Foi et Culture
(interview)
Placide
Mandona -
Est-ce
possible de concilier la foi et nos cultures ?
Armel
Duteil - C’est une grande question à laquelle il
n’est pas possible de répondre en quelques lignes. C’est
ce qu’on appelle dans l’Eglise l’inculturation. Il
s’agit d’enraciner la Foi dans chacune de nos cultures et
d’enrichir notre Foi par les valeurs de chaque culture. On
parle beaucoup de l’inculturation aujourd’hui, mais il
faut bien reconnaître qu’elle se limite souvent à
la liturgie et aux processions d’offertoire. Alors qu’il
s’agit de vivre sa Foi dans sa culture, dans la vie de tous les
jours, de construire les communautés chrétiennes sur le
modèle et la base des communautés traditionnelles de
villages, d’animer les réunions de communauté
selon le schéma des rencontres familiales, et surtout de voir
comment christianiser nos coutumes à partir de nos valeurs.
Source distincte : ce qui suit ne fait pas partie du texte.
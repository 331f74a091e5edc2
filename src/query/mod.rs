//! Structured event search: clause compilation and in-memory execution.
//!
//! The store behind a [`QuerySpec`] keeps a consistent sort order only when at most one
//! attribute carries a range (non-equality) constraint and that attribute leads the sort.
//! [`QuerySpec::from_filters`] enforces both rules for every spec, however it is built.

use std::{cmp::Ordering, fmt};

use serde::{Deserialize, Serialize};
use thiserror::Error;

/// Token-level clause compiler.
pub mod filter;
/// Filter matching and ordering over event records.
pub mod exec;

pub use filter::{Clause, compile_filters};

/// Rejected query; always fixable by the caller.
#[derive(Debug, Clone, PartialEq, Eq, Error)]
pub enum FilterError {
    /// Unknown field token.
    #[error("invalid filter field: {0:?}")]
    InvalidField(String),
    /// Unknown operator token.
    #[error("invalid filter operator: {0:?}")]
    InvalidOperator(String),
    /// Value does not fit the attribute's type.
    #[error("invalid value {value:?} for {attribute}")]
    InvalidValue {
        /// Target attribute.
        attribute: Attribute,
        /// Offending value text.
        value: String,
    },
    /// Range constraints on two different attributes.
    #[error("range filters on both {first} and {second}; only one attribute may be range-constrained")]
    ConflictingRangeFields {
        /// Attribute that became the range field first.
        first: Attribute,
        /// Attribute that tried to become a second range field.
        second: Attribute,
    },
}

/// Queryable event attribute.
#[derive(Debug, Clone, Copy, PartialEq, Eq, Hash, Serialize, Deserialize)]
pub enum Attribute {
    /// `name`, the tie-breaking sort key.
    Name,
    /// `city`.
    City,
    /// `topics`, multi-valued.
    Topics,
    /// `month`.
    Month,
    /// `maxAttendees`.
    MaxAttendees,
    /// `seatsAvailable`.
    SeatsAvailable,
}

/// Value type an attribute compares as.
#[derive(Debug, Clone, Copy, PartialEq, Eq)]
pub enum ValueKind {
    /// Text.
    Str,
    /// Base-10 integer.
    Int,
}

impl Attribute {
    /// Store-facing attribute name.
    pub fn as_str(self) -> &'static str {
        match self {
            Self::Name => "name",
            Self::City => "city",
            Self::Topics => "topics",
            Self::Month => "month",
            Self::MaxAttendees => "maxAttendees",
            Self::SeatsAvailable => "seatsAvailable",
        }
    }

    /// Type filter values must have.
    pub fn value_kind(self) -> ValueKind {
        match self {
            Self::Name | Self::City | Self::Topics => ValueKind::Str,
            Self::Month | Self::MaxAttendees | Self::SeatsAvailable => ValueKind::Int,
        }
    }
}

impl fmt::Display for Attribute {
    fn fmt(&self, f: &mut fmt::Formatter<'_>) -> fmt::Result {
        f.write_str(self.as_str())
    }
}

/// Comparison applied by a filter.
#[derive(Debug, Clone, Copy, PartialEq, Eq, Hash, Serialize, Deserialize)]
pub enum Comparator {
    /// `=`
    Eq,
    /// `>`
    Gt,
    /// `>=`
    Ge,
    /// `<`
    Lt,
    /// `<=`
    Le,
    /// `!=`
    Ne,
}

impl Comparator {
    /// Every comparator except equality constrains a range.
    pub fn is_range(self) -> bool {
        self != Self::Eq
    }

    /// Operator symbol.
    pub fn symbol(self) -> &'static str {
        match self {
            Self::Eq => "=",
            Self::Gt => ">",
            Self::Ge => ">=",
            Self::Lt => "<",
            Self::Le => "<=",
            Self::Ne => "!=",
        }
    }

    /// Whether `stored.cmp(operand)` satisfies this comparator.
    pub fn holds(self, ord: Ordering) -> bool {
        match self {
            Self::Eq => ord == Ordering::Equal,
            Self::Gt => ord == Ordering::Greater,
            Self::Ge => ord != Ordering::Less,
            Self::Lt => ord == Ordering::Less,
            Self::Le => ord != Ordering::Greater,
            Self::Ne => ord != Ordering::Equal,
        }
    }
}

/// Typed filter operand.
#[derive(Debug, Clone, PartialEq, Eq, PartialOrd, Ord, Hash, Serialize, Deserialize)]
pub enum Value {
    /// Integer operand.
    Int(i64),
    /// Text operand.
    Str(String),
}

impl Value {
    fn kind(&self) -> ValueKind {
        match self {
            Self::Int(_) => ValueKind::Int,
            Self::Str(_) => ValueKind::Str,
        }
    }
}

impl fmt::Display for Value {
    fn fmt(&self, f: &mut fmt::Formatter<'_>) -> fmt::Result {
        match self {
            Self::Int(v) => write!(f, "{v}"),
            Self::Str(v) => write!(f, "{v:?}"),
        }
    }
}

/// One validated `(attribute, comparator, value)` constraint.
#[derive(Debug, Clone, PartialEq, Eq, Serialize, Deserialize)]
pub struct Filter {
    /// Constrained attribute.
    pub attribute: Attribute,
    /// Comparison.
    pub comparator: Comparator,
    /// Operand, typed per [`Attribute::value_kind`].
    pub value: Value,
}

impl Filter {
    /// Builds a filter.
    pub fn new(attribute: Attribute, comparator: Comparator, value: Value) -> Self {
        Self {
            attribute,
            comparator,
            value,
        }
    }
}

/// Sort direction.
#[derive(Debug, Clone, Copy, PartialEq, Eq, Serialize, Deserialize)]
pub enum Direction {
    /// Smallest first.
    Ascending,
    /// Largest first.
    Descending,
}

/// One component of a result ordering.
#[derive(Debug, Clone, Copy, PartialEq, Eq, Serialize, Deserialize)]
pub struct SortKey {
    /// Attribute sorted on.
    pub attribute: Attribute,
    /// Direction.
    pub direction: Direction,
}

impl SortKey {
    /// Ascending sort on `attribute`.
    pub fn asc(attribute: Attribute) -> Self {
        Self {
            attribute,
            direction: Direction::Ascending,
        }
    }
}

/// Validated, executable query: filters plus the sort order the store must honor.
#[derive(Debug, Clone, PartialEq, Eq, Serialize, Deserialize)]
pub struct QuerySpec {
    filters: Vec<Filter>,
    order: Vec<SortKey>,
    range_field: Option<Attribute>,
}

impl QuerySpec {
    /// Validates typed filters and derives the range field and sort order.
    pub fn from_filters(filters: Vec<Filter>) -> Result<Self, FilterError> {
        let mut range_field: Option<Attribute> = None;

        for filter in &filters {
            if filter.value.kind() != filter.attribute.value_kind() {
                return Err(FilterError::InvalidValue {
                    attribute: filter.attribute,
                    value: filter.value.to_string(),
                });
            }
            if !filter.comparator.is_range() {
                continue;
            }
            match range_field {
                Some(first) if first != filter.attribute => {
                    return Err(FilterError::ConflictingRangeFields {
                        first,
                        second: filter.attribute,
                    });
                }
                _ => range_field = Some(filter.attribute),
            }
        }

        let order = match range_field {
            Some(field) if field != Attribute::Name => {
                vec![SortKey::asc(field), SortKey::asc(Attribute::Name)]
            }
            _ => vec![SortKey::asc(Attribute::Name)],
        };

        Ok(Self {
            filters,
            order,
            range_field,
        })
    }

    /// Unfiltered query ordered by name.
    pub fn all() -> Self {
        Self {
            filters: Vec::new(),
            order: vec![SortKey::asc(Attribute::Name)],
            range_field: None,
        }
    }

    /// Validated filters, in input order.
    pub fn filters(&self) -> &[Filter] {
        &self.filters
    }

    /// Result ordering.
    pub fn order(&self) -> &[SortKey] {
        &self.order
    }

    /// The single range-constrained attribute, if any.
    pub fn range_field(&self) -> Option<Attribute> {
        self.range_field
    }
}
C’est chercher à construire notre société
dans l’esprit de l’Evangile, en voyant en même
temps comment vivre nos valeurs traditionnelles dans le monde
moderne, à la manière de Jésus-Christ Lui-même.
Car Jésus a été vraiment juif, profondément
enraciné dans son peuple, sa culture et sa religion. Mais il
est clair que la plupart des Eglises africaines sont encore très
marquées, et même dominées par l’Occident.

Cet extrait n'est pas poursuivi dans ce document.